How to complete this task -
Go through the material below and copy each line where the word "SessionController" appears.

Material for this task -
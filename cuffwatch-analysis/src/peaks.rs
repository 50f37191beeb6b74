//! Peak picking on the oscillation envelope
//!
//! Three passes, in this order:
//!
//! 1. **Local maxima**: samples higher than both neighbours. A flat top
//!    counts once, at its middle. The first and last samples never count.
//! 2. **Distance**: peaks closer than `min_distance` samples compete and the
//!    taller one survives.
//! 3. **Width**: each survivor's width is measured at half its prominence;
//!    peaks narrower than `min_width` samples are dropped as noise.

use alloc::vec::Vec;

/// Indices of peaks in `signal`, ascending
pub fn find_peaks(signal: &[f32], min_width: f32, min_distance: usize) -> Vec<usize> {
    let mut peaks = local_maxima(signal);
    if min_distance > 1 {
        peaks = select_by_distance(signal, &peaks, min_distance);
    }
    peaks.retain(|&peak| width_at_half_prominence(signal, peak) >= min_width);
    peaks
}

fn local_maxima(signal: &[f32]) -> Vec<usize> {
    let mut maxima = Vec::new();
    if signal.len() < 3 {
        return maxima;
    }

    let last = signal.len() - 1;
    let mut i = 1;
    while i < last {
        if signal[i - 1] < signal[i] {
            let mut ahead = i + 1;
            while ahead < last && signal[ahead] == signal[i] {
                ahead += 1;
            }
            if signal[ahead] < signal[i] {
                maxima.push((i + ahead - 1) / 2);
                i = ahead;
                continue;
            }
        }
        i += 1;
    }

    maxima
}

fn select_by_distance(signal: &[f32], peaks: &[usize], min_distance: usize) -> Vec<usize> {
    let mut keep = Vec::with_capacity(peaks.len());
    keep.resize(peaks.len(), true);

    // Tallest first; ties go to the later peak
    let mut order: Vec<usize> = (0..peaks.len()).collect();
    order.sort_by(|&a, &b| {
        signal[peaks[b]]
            .partial_cmp(&signal[peaks[a]])
            .unwrap_or(core::cmp::Ordering::Equal)
            .then(b.cmp(&a))
    });

    for j in order {
        if !keep[j] {
            continue;
        }
        for k in (0..j).rev() {
            if peaks[j] - peaks[k] >= min_distance {
                break;
            }
            keep[k] = false;
        }
        for k in j + 1..peaks.len() {
            if peaks[k] - peaks[j] >= min_distance {
                break;
            }
            keep[k] = false;
        }
    }

    peaks
        .iter()
        .zip(keep)
        .filter_map(|(&peak, kept)| kept.then_some(peak))
        .collect()
}

/// Prominence of the peak at `peak` and the indices of its two bases
fn prominence(signal: &[f32], peak: usize) -> (f32, usize, usize) {
    let height = signal[peak];

    let mut left_base = peak;
    let mut left_min = height;
    let mut i = peak;
    while i > 0 && signal[i - 1] <= height {
        i -= 1;
        if signal[i] < left_min {
            left_min = signal[i];
            left_base = i;
        }
    }

    let mut right_base = peak;
    let mut right_min = height;
    let mut i = peak;
    while i + 1 < signal.len() && signal[i + 1] <= height {
        i += 1;
        if signal[i] < right_min {
            right_min = signal[i];
            right_base = i;
        }
    }

    (height - left_min.max(right_min), left_base, right_base)
}

/// Width in samples at half prominence, interpolated between samples
fn width_at_half_prominence(signal: &[f32], peak: usize) -> f32 {
    let (prominence, left_base, right_base) = prominence(signal, peak);
    let level = signal[peak] - prominence * 0.5;

    let mut i = peak;
    while left_base < i && level < signal[i] {
        i -= 1;
    }
    let mut left = i as f32;
    if signal[i] < level {
        left += (level - signal[i]) / (signal[i + 1] - signal[i]);
    }

    let mut i = peak;
    while i < right_base && level < signal[i] {
        i += 1;
    }
    let mut right = i as f32;
    if signal[i] < level {
        right -= (level - signal[i]) / (signal[i - 1] - signal[i]);
    }

    right - left
}

#[cfg(test)]
mod tests {
    use super::*;
    use alloc::vec;

    #[test]
    fn finds_simple_maxima() {
        let signal = [0.0, 1.0, 0.0, 2.0, 0.0, 1.0, 0.0];
        assert_eq!(local_maxima(&signal), vec![1, 3, 5]);
    }

    #[test]
    fn edges_are_never_peaks() {
        let signal = [5.0, 1.0, 0.0, 1.0, 5.0];
        assert!(local_maxima(&signal).is_empty());
    }

    #[test]
    fn plateau_counts_once_at_its_middle() {
        let signal = [0.0, 2.0, 2.0, 2.0, 0.0];
        assert_eq!(local_maxima(&signal), vec![2]);

        let even = [0.0, 2.0, 2.0, 0.0];
        assert_eq!(local_maxima(&even), vec![1]);
    }

    #[test]
    fn taller_peak_wins_within_distance() {
        let signal = [0.0, 1.0, 0.0, 3.0, 0.0, 2.0, 0.0, 0.0, 0.0, 1.0, 0.0];
        assert_eq!(select_by_distance(&signal, &[1, 3, 5, 9], 3), vec![3, 9]);
    }

    #[test]
    fn triangle_width_at_half_height() {
        // Rises and falls by 1 per sample from 0 to 4: half height at ±2
        let signal = [0.0, 1.0, 2.0, 3.0, 4.0, 3.0, 2.0, 1.0, 0.0];
        assert!((width_at_half_prominence(&signal, 4) - 4.0).abs() < 1e-6);
    }

    #[test]
    fn narrow_spikes_are_dropped() {
        let mut signal = vec![0.0f32; 40];
        // One-sample spike
        signal[5] = 3.0;
        // Wide hump
        for (offset, value) in [1.0, 2.0, 3.0, 4.0, 3.0, 2.0, 1.0].iter().enumerate() {
            signal[20 + offset] = *value;
        }

        assert_eq!(find_peaks(&signal, 3.0, 1), vec![23]);
    }
}
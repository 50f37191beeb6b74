//! Core measurement engine for CuffWatch
//!
//! Drives a Honeywell MPR series pressure transducer over I²C, converts its raw
//! counts to mmHg and checks that an operator deflates the cuff at a clinically
//! usable rate (about 4 mmHg/s).
//!
//! Key constraints:
//! - Single control flow, blocking waits only
//! - No heap allocation
//! - Hardware reached only through `embedded-hal` traits
//!
//! ```text
//! SensorLink → TransferFunction → MeasurementService
//!                                        │
//!                     ┌──────────────────┴──────────────────┐
//!              InflationMonitor                  DeflationRateEstimator
//!                     └──────────────────┬──────────────────┘
//!                                SessionController
//! ```
//!
//! ```no_run
//! # fn demo<I, D, P, T>(i2c: I, sensor_delay: D, mut delay: P, clock: T)
//! # where I: embedded_hal::i2c::I2c, D: embedded_hal::delay::DelayNs,
//! #       P: embedded_hal::delay::DelayNs, T: cuffwatch_core::time::TimeSource {
//! use cuffwatch_core::{DeflationRateEstimator, InflationMonitor, MeasurementService, SensorLink};
//!
//! let mut cuff = MeasurementService::new(SensorLink::new(i2c, sensor_delay));
//!
//! let peak = InflationMonitor::default().run(&mut cuff, &mut delay, &mut ());
//! let estimate = DeflationRateEstimator::default().run(&mut cuff, &clock, &mut delay, &mut ());
//! # }
//! ```

#![cfg_attr(not(feature = "std"), no_std)]
#![deny(unsafe_code)]
#![warn(missing_docs)]

#[macro_use]
mod logging;

pub mod constants;
pub mod convert;
pub mod deflation;
pub mod errors;
pub mod events;
pub mod inflation;
pub mod measurement;
pub mod sensor;
pub mod session;
pub mod time;

// Public API
pub use convert::TransferFunction;
pub use deflation::{DeflationConfig, DeflationRate, DeflationRateEstimator, RateEstimate};
pub use errors::{CuffResult, Error, SensorFault};
pub use events::{DeflationTrace, SessionEvent, SessionEvents};
pub use inflation::{InflationConfig, InflationMonitor};
pub use measurement::{MeasurementService, PressureSource};
pub use sensor::{RawReading, SensorConfig, SensorLink, SensorStatus};
pub use session::{SessionController, SessionOutcome, Stage};

/// Crate version, reported at start-up
pub const VERSION: &str = env!("CARGO_PKG_VERSION");

#[cfg(test)]
mod tests {
    use super::*;

    #[test]
    fn version_exists() {
        assert!(!VERSION.is_empty());
    }
}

The answer -
//!                                SessionController
pub use session::{SessionController, SessionOutcome, Stage};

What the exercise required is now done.